(Saved data entries)
────────────────────────────────────────

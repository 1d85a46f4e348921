//! Consultation request: company, contact, then what they need.

use serde::{Deserialize, Serialize};
use validator::Validate;

use super::contact::ContactInfo;
use super::rules::non_blank;
use super::wizard::{LeadFieldError, StepForm};

/// Services a prospect can ask about.
#[derive(Debug, Clone, Copy, PartialEq, Eq, Serialize, Deserialize)]
#[serde(rename_all = "snake_case")]
pub enum ServiceKind {
    /// Monthly bookkeeping.
    Bookkeeping,
    /// Tax preparation and filing.
    TaxPreparation,
    /// Payroll processing.
    Payroll,
    /// Fractional CFO advisory.
    CfoAdvisory,
    /// Catch-up and clean-up of past books.
    Cleanup,
    /// Anything else.
    Other,
}

/// The prospect's business.
#[derive(Debug, Clone, Default, PartialEq, Eq, Serialize, Deserialize, Validate)]
#[serde(rename_all = "camelCase")]
pub struct CompanyInfo {
    /// Legal or trading name.
    #[validate(custom(function = "non_blank", message = "Company name is required"))]
    pub company_name: String,
    /// Industry.
    #[validate(custom(function = "non_blank", message = "Industry is required"))]
    pub industry: String,
    /// Annual revenue band as chosen, e.g. `"250k-1m"`.
    #[serde(default)]
    pub annual_revenue: Option<String>,
    /// Head count.
    #[serde(default)]
    #[validate(range(min = 1, message = "Employee count must be at least 1"))]
    pub employee_count: Option<u32>,
}

/// What the prospect wants help with.
#[derive(Debug, Clone, Default, PartialEq, Eq, Serialize, Deserialize, Validate)]
#[serde(rename_all = "camelCase")]
pub struct ConsultationDetails {
    /// Services of interest.
    #[validate(length(min = 1, message = "Select at least one service"))]
    pub services: Vec<ServiceKind>,
    /// Free-form message.
    #[serde(default)]
    #[validate(length(max = 2000, message = "Message must be at most 2000 characters"))]
    pub message: String,
}

/// Steps of the consultation request.
#[derive(Debug, Clone, Copy, PartialEq, Eq)]
pub enum ConsultationStep {
    /// Company information.
    Company,
    /// Contact information.
    Contact,
    /// Services and message.
    Details,
}

/// Body of `POST /api/consultation`.
#[derive(Debug, Clone, Default, PartialEq, Eq, Serialize, Deserialize)]
#[serde(rename_all = "camelCase")]
pub struct ConsultationRequest {
    /// Company step.
    pub company: CompanyInfo,
    /// Contact step.
    pub contact: ContactInfo,
    /// Details step.
    pub details: ConsultationDetails,
}

impl StepForm for ConsultationRequest {
    type Step = ConsultationStep;
    const STEPS: &'static [ConsultationStep] = &[
        ConsultationStep::Company,
        ConsultationStep::Contact,
        ConsultationStep::Details,
    ];

    fn step_name(step: ConsultationStep) -> &'static str {
        match step {
            ConsultationStep::Company => "company",
            ConsultationStep::Contact => "contact",
            ConsultationStep::Details => "details",
        }
    }

    fn check_step(&self, step: ConsultationStep) -> Vec<LeadFieldError> {
        let result = match step {
            ConsultationStep::Company => self.company.validate(),
            ConsultationStep::Contact => return self.contact.check(),
            ConsultationStep::Details => self.details.validate(),
        };
        result
            .err()
            .map(|errors| LeadFieldError::from_validation(&errors))
            .unwrap_or_default()
    }
}

#[cfg(test)]
mod tests {
    use super::*;
    use crate::leads::wizard::{LeadFormError, Wizard};

    fn company() -> CompanyInfo {
        CompanyInfo {
            company_name: "Harbor Bakery".to_string(),
            industry: "Food service".to_string(),
            annual_revenue: Some("250k-1m".to_string()),
            employee_count: Some(12),
        }
    }

    fn contact() -> ContactInfo {
        ContactInfo {
            full_name: "Dana Reyes".to_string(),
            email: "dana@example.com".to_string(),
            ..ContactInfo::default()
        }
    }

    #[test]
    fn test_walk_through_steps() {
        let mut wizard = Wizard::new(ConsultationRequest::default());
        assert!(wizard.next().is_err());

        wizard.form_mut().company = company();
        assert_eq!(wizard.next(), Ok(ConsultationStep::Contact));

        wizard.form_mut().contact = contact();
        assert_eq!(wizard.next(), Ok(ConsultationStep::Details));

        match wizard.submission() {
            Err(LeadFormError::Incomplete { step, fields }) => {
                assert_eq!(step, "details");
                assert_eq!(fields[0].message, "Select at least one service");
            }
            other => panic!("unexpected: {other:?}"),
        }

        wizard.form_mut().details.services = vec![ServiceKind::Bookkeeping];
        assert!(wizard.submission().is_ok());
    }

    #[test]
    fn test_zero_employees_rejected() {
        let request = ConsultationRequest {
            company: CompanyInfo {
                employee_count: Some(0),
                ..company()
            },
            ..ConsultationRequest::default()
        };
        let errors = request.check_step(ConsultationStep::Company);
        assert_eq!(errors.len(), 1);
        assert_eq!(errors[0].field, "employeeCount");
    }

    #[test]
    fn test_whitespace_company_fields_rejected() {
        let request = ConsultationRequest {
            company: CompanyInfo {
                company_name: " ".to_string(),
                industry: "\t".to_string(),
                ..company()
            },
            ..ConsultationRequest::default()
        };
        let fields: Vec<String> = request
            .check_step(ConsultationStep::Company)
            .into_iter()
            .map(|e| e.field)
            .collect();
        assert_eq!(fields, ["companyName", "industry"]);
    }

    #[test]
    fn test_wire_shape() {
        let request = ConsultationRequest {
            company: company(),
            contact: contact(),
            details: ConsultationDetails {
                services: vec![ServiceKind::TaxPreparation],
                message: String::new(),
            },
        };
        let value = serde_json::to_value(&request).unwrap();
        assert_eq!(value["company"]["companyName"], "Harbor Bakery");
        assert_eq!(value["contact"]["preferredContact"], "email");
        assert_eq!(value["details"]["services"][0], "tax_preparation");
    }
}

────────────────────────────────────────

# TASK REQUIREMENTS
Print, exactly as written, the first line of the records above and each line after it until the line with "or trading name.", which is printed too.

# RESPONSE AREA
repository 1d85a46f4e348921
//! Consultation request: company, contact, then what they need.

use serde::{Deserialize, Serialize};
use validator::Validate;

use super::contact::ContactInfo;
use super::rules::non_blank;
use super::wizard::{LeadFieldError, StepForm};

/// Services a prospect can ask about.
#[derive(Debug, Clone, Copy, PartialEq, Eq, Serialize, Deserialize)]
#[serde(rename_all = "snake_case")]
pub enum ServiceKind {
    /// Monthly bookkeeping.
    Bookkeeping,
    /// Tax preparation and filing.
    TaxPreparation,
    /// Payroll processing.
    Payroll,
    /// Fractional CFO advisory.
    CfoAdvisory,
    /// Catch-up and clean-up of past books.
    Cleanup,
    /// Anything else.
    Other,
}

/// The prospect's business.
#[derive(Debug, Clone, Default, PartialEq, Eq, Serialize, Deserialize, Validate)]
#[serde(rename_all = "camelCase")]
pub struct CompanyInfo {
    /// Legal or trading name.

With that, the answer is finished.